Saramago reprend les étapes de la vie de Jésus mais il les présente sous un jour humaniste et non religieux : Jésus, en tant qu’homme se souhaitant libre, et non fils d’un dieu désirant, par son entremise, établir sa domination.

Jésus est au centre d’une bataille entre dieu et le diable, deux êtres qui se ressemblent étrangement dans cette histoire, chacun ne souhaitant au fond qu’établir son pouvoir. On a le sentiment que les humains ne sont que des pions pour ces deux puissances : Jésus, c’est le peuple pris en otage par la politique, c’est le faible qui ne peut que perdre, en l’occurrence en mourant sur la croix. Saramago nous dit : ce n’est pas un sacrifice qu’il fait pour sauver les hommes, comme la version officielle voudrait le faire croire, mais le signe de son échec à résister aux projets que dieu nourrit à son égard.
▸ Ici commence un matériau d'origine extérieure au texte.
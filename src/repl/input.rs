//! Input handler for the chat REPL using rustyline

use anyhow::Result;
use rustyline::error::ReadlineError;
use rustyline::history::History;
use rustyline::DefaultEditor;
use std::path::PathBuf;

const DEFAULT_PROMPT: &str = "docquery> ";

/// Readline wrapper with optional on-disk history
pub struct InputHandler {
    editor: DefaultEditor,
    history_path: Option<PathBuf>,
    prompt: String,
}

impl InputHandler {
    pub fn new() -> Result<Self> {
        Ok(InputHandler {
            editor: DefaultEditor::new()?,
            history_path: None,
            prompt: DEFAULT_PROMPT.to_string(),
        })
    }

    /// Create input handler with persistent history
    pub fn with_history(history_file: PathBuf) -> Result<Self> {
        let mut editor = DefaultEditor::new()?;

        if history_file.exists() {
            let _ = editor.load_history(&history_file);
        }

        Ok(InputHandler {
            editor,
            history_path: Some(history_file),
            prompt: DEFAULT_PROMPT.to_string(),
        })
    }

    /// Read a line of input from user
    ///
    /// Returns:
    /// - Ok(Some(input)) for normal input, trimmed; empty on Ctrl-C
    /// - Ok(None) for EOF (Ctrl-D)
    pub fn read_line(&mut self) -> Result<Option<String>> {
        match self.editor.readline(&self.prompt) {
            Ok(line) => {
                let trimmed = line.trim();
                if !trimmed.is_empty() {
                    let _ = self.editor.add_history_entry(trimmed);
                }
                Ok(Some(trimmed.to_string()))
            }
            Err(ReadlineError::Interrupted) => Ok(Some(String::new())),
            Err(ReadlineError::Eof) => Ok(None),
            Err(err) => Err(anyhow::anyhow!("Readline error: {}", err)),
        }
    }

    /// Save history to disk
    pub fn save_history(&mut self) -> Result<()> {
        if let Some(ref path) = self.history_path {
            if let Some(parent) = path.parent() {
                std::fs::create_dir_all(parent)?;
            }
            self.editor.save_history(path)?;
        }
        Ok(())
    }

    pub fn history_len(&self) -> usize {
        self.editor.history().len()
    }
}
Evidemment, ce livre est une poudrière mais c’est aussi une histoire extrêmement bien racontée et passionnante. Il fallait la verve de Saramago pour construire un récit aussi brillant où l’humour et l’acuité de la pensée se mêlent pour offrir au lecteur une réflexion à la fois accessible et merveilleusement bien construite.
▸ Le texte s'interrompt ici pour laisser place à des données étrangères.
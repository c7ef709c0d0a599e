//! Intent classification
//!
//! Cheap phrase rules first, then a single LLM call for everything the
//! rules do not catch. Anything the model says that is not a known label
//! routes to `rag_query`.

use tracing::debug;

use crate::errors::Result;
use crate::llm::{GenerateOptions, LlmRouter};
use crate::types::{Intent, ModelChoice};
use crate::workflow::RequestScope;

const SYSTEM_PROMPT: &str = "You are an intent classification expert. Classify the user's input into one of the following categories: \
'greeting', 'comparison', 'summarization', 'training_generation', or 'rag_query'.\n\
- 'greeting': For simple social greetings.\n\
- 'comparison': For requests to compare, contrast, or find differences.\n\
- 'summarization': For requests to summarize a topic or document.\n\
- 'training_generation': For requests to create training materials like quizzes or lesson plans.\n\
- 'rag_query': For all other questions seeking information.\n\
Respond with only the category name.";

/// Phrase lists for the rule-based pass
#[derive(Debug, Clone, PartialEq, Eq)]
pub struct IntentRules {
    /// Whole-question matches
    pub greetings: Vec<String>,
    pub comparison_starters: Vec<String>,
    pub summarization_starters: Vec<String>,
    pub training_starters: Vec<String>,
}

impl Default for IntentRules {
    fn default() -> Self {
        fn owned(items: &[&str]) -> Vec<String> {
            items.iter().map(|s| s.to_string()).collect()
        }

        Self {
            greetings: owned(&[
                "hello",
                "hi",
                "hey",
                "bye",
                "good morning",
                "good afternoon",
                "good evening",
            ]),
            comparison_starters: owned(&["compare", "what are the differences", "contrast"]),
            summarization_starters: owned(&["summarize", "give me a summary", "tell me about"]),
            training_starters: owned(&["create a quiz", "generate training", "make a lesson plan"]),
        }
    }
}

impl IntentRules {
    /// Rule-based classification of an already normalized question
    pub fn matches(&self, normalized: &str) -> Option<Intent> {
        let starts_with_any =
            |starters: &[String]| starters.iter().any(|s| normalized.starts_with(s.as_str()));

        if self.greetings.iter().any(|g| g == normalized) {
            Some(Intent::Greeting)
        } else if starts_with_any(&self.comparison_starters) {
            Some(Intent::Comparison)
        } else if starts_with_any(&self.summarization_starters) {
            Some(Intent::Summarization)
        } else if starts_with_any(&self.training_starters) {
            Some(Intent::TrainingGeneration)
        } else {
            None
        }
    }
}

/// Lowercase and trim; the form both the rules and the model see
pub fn normalize_question(question: &str) -> String {
    question.trim().to_lowercase()
}

/// Decides which pipeline a request takes
#[derive(Clone)]
pub struct IntentClassifier {
    llm: LlmRouter,
    rules: IntentRules,
}

impl IntentClassifier {
    pub fn new(llm: LlmRouter) -> Self {
        Self::with_rules(llm, IntentRules::default())
    }

    pub fn with_rules(llm: LlmRouter, rules: IntentRules) -> Self {
        Self { llm, rules }
    }

    pub fn rules(&self) -> &IntentRules {
        &self.rules
    }

    /// Classify `question`. Never fails except on cancellation.
    pub async fn classify(
        &self,
        scope: &RequestScope,
        question: &str,
        choice: ModelChoice,
    ) -> Result<Intent> {
        let normalized = normalize_question(question);

        if let Some(intent) = self.rules.matches(&normalized) {
            debug!(intent = %intent, "classified by rule");
            return Ok(intent);
        }

        let user_prompt = format!("User input: '{}'", normalized);
        let reply = self
            .llm
            .generate(scope, "classify", choice, SYSTEM_PROMPT, &user_prompt, GenerateOptions::new())
            .await?;

        Ok(parse_intent(&reply))
    }
}

/// Map a model reply to an intent; unrecognized text is a plain query
pub fn parse_intent(reply: &str) -> Intent {
    Intent::from_label(reply).unwrap_or(Intent::RagQuery)
}

#[cfg(test)]
mod tests {
    use super::*;
    use crate::workflow::testing::{router, ScriptedModel};

    #[test]
    fn test_rules() {
        let rules = IntentRules::default();
        assert_eq!(rules.matches("hello"), Some(Intent::Greeting));
        assert_eq!(rules.matches("good evening"), Some(Intent::Greeting));
        assert_eq!(rules.matches("hello there"), None);
        assert_eq!(
            rules.matches("compare the 2017 and 2021 reports"),
            Some(Intent::Comparison)
        );
        assert_eq!(rules.matches("summarize the audit guide"), Some(Intent::Summarization));
        assert_eq!(rules.matches("tell me about licensing"), Some(Intent::Summarization));
        assert_eq!(
            rules.matches("make a lesson plan for officers"),
            Some(Intent::TrainingGeneration)
        );
        assert_eq!(rules.matches("what is the licensing fee?"), None);
    }

    #[test]
    fn test_parse_intent_defaults_to_rag_query() {
        assert_eq!(parse_intent(" Comparison \n"), Intent::Comparison);
        assert_eq!(parse_intent("greeting"), Intent::Greeting);
        assert_eq!(parse_intent("rag_query"), Intent::RagQuery);
        assert_eq!(parse_intent(""), Intent::RagQuery);
        assert_eq!(parse_intent("I think this is a comparison"), Intent::RagQuery);
        assert_eq!(
            parse_intent("Error: Could not connect to the language model."),
            Intent::RagQuery
        );
    }

    #[tokio::test]
    async fn test_greeting_skips_model() {
        let model = ScriptedModel::new(&["comparison"]);
        let classifier = IntentClassifier::new(router(model.clone()));
        let scope = RequestScope::default();

        let intent = classifier
            .classify(&scope, "  Hello ", ModelChoice::Primary)
            .await
            .unwrap();

        assert_eq!(intent, Intent::Greeting);
        assert_eq!(model.call_count(), 0);
    }

    #[tokio::test]
    async fn test_falls_back_to_model() {
        let model = ScriptedModel::new(&["summarization"]);
        let classifier = IntentClassifier::new(router(model.clone()));
        let scope = RequestScope::default();

        let intent = classifier
            .classify(&scope, "Could you give an overview of Chapter 3?", ModelChoice::Primary)
            .await
            .unwrap();

        assert_eq!(intent, Intent::Summarization);
        let calls = model.calls();
        assert_eq!(calls.len(), 1);
        assert_eq!(calls[0].user, "User input: 'could you give an overview of chapter 3?'");
    }
}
Dans son discours de remise du Prix Nobel, Saramago retrace son parcours en expliquant ce qui l'a amené à écrire tel ou tel livre ; ses propos concernant ce roman sont particulièrement intéressants ; il dit notamment : « L’évangile de l'apprenti [c’est ainsi qu’il se nomme dans son discours] n'est donc pas une légende édifiante de bonne aventure et de dieux mais l'histoire d'êtres humains assujettis au pouvoir contre lequel ils luttent sans pouvoir le vaincre ». Il se défend d’avoir voulu déboulonner le nouveau testament mais plutôt d’avoir cherché à comprendre ces histoires, d’un point de vue pragmatique. Or les évangiles, pas plus que la bible, ne contiennent des récits réalistes ; Saramago a donc tenté (et avec quelle réussite !) de raconter la même chose mais en apportant des correctifs afin que, humainement parlant, l’histoire de Jésus fasse sens (il fera de même bien plus tard avec la bible dans son ultime roman, Caïn).

A tous les amateurs d’écrivains brillants dotés d’un humour dévastateur et irrévérencieux : n’hésitez pas, ce livre est pour vous !

S'il ne fallait lire qu'un Saramago, L'évangile selon Jésus-Christ est le livre incontournable. A noter que L’évangile selon Pilate d’Eric-Emmanuel Schmitt serait inspiré de l’œuvre de Saramago (je n’ai pas lu le Schmitt et ne compte pas le faire).